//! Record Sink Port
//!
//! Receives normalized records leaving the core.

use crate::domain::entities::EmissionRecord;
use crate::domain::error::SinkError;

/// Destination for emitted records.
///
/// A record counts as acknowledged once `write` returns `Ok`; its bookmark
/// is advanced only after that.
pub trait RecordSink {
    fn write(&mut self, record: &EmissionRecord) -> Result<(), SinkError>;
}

══════════

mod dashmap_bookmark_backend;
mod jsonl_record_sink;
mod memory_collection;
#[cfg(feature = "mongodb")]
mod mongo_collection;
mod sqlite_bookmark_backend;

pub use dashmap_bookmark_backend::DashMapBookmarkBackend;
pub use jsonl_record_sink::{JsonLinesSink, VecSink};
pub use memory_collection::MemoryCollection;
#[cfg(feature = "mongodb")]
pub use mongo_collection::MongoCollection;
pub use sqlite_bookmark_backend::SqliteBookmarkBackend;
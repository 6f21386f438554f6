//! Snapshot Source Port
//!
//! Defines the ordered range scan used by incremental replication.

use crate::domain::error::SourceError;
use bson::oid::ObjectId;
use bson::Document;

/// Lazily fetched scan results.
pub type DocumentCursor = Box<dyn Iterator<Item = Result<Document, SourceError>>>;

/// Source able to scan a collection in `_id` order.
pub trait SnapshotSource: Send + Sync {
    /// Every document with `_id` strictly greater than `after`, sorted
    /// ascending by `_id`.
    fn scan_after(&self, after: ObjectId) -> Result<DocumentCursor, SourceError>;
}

══════════

◆ **What to do**: Lines to set down from above: the line with "Record Sink Port", the line with "pub trait RecordSink", and every line between, each exactly as written.

◆ **The completed task**:
//! Record Sink Port
//!
//! Receives normalized records leaving the core.

use crate::domain::entities::EmissionRecord;
use crate::domain::error::SinkError;

/// Destination for emitted records.
///
/// A record counts as acknowledged once `write` returns `Ok`; its bookmark
/// is advanced only after that.
pub trait RecordSink {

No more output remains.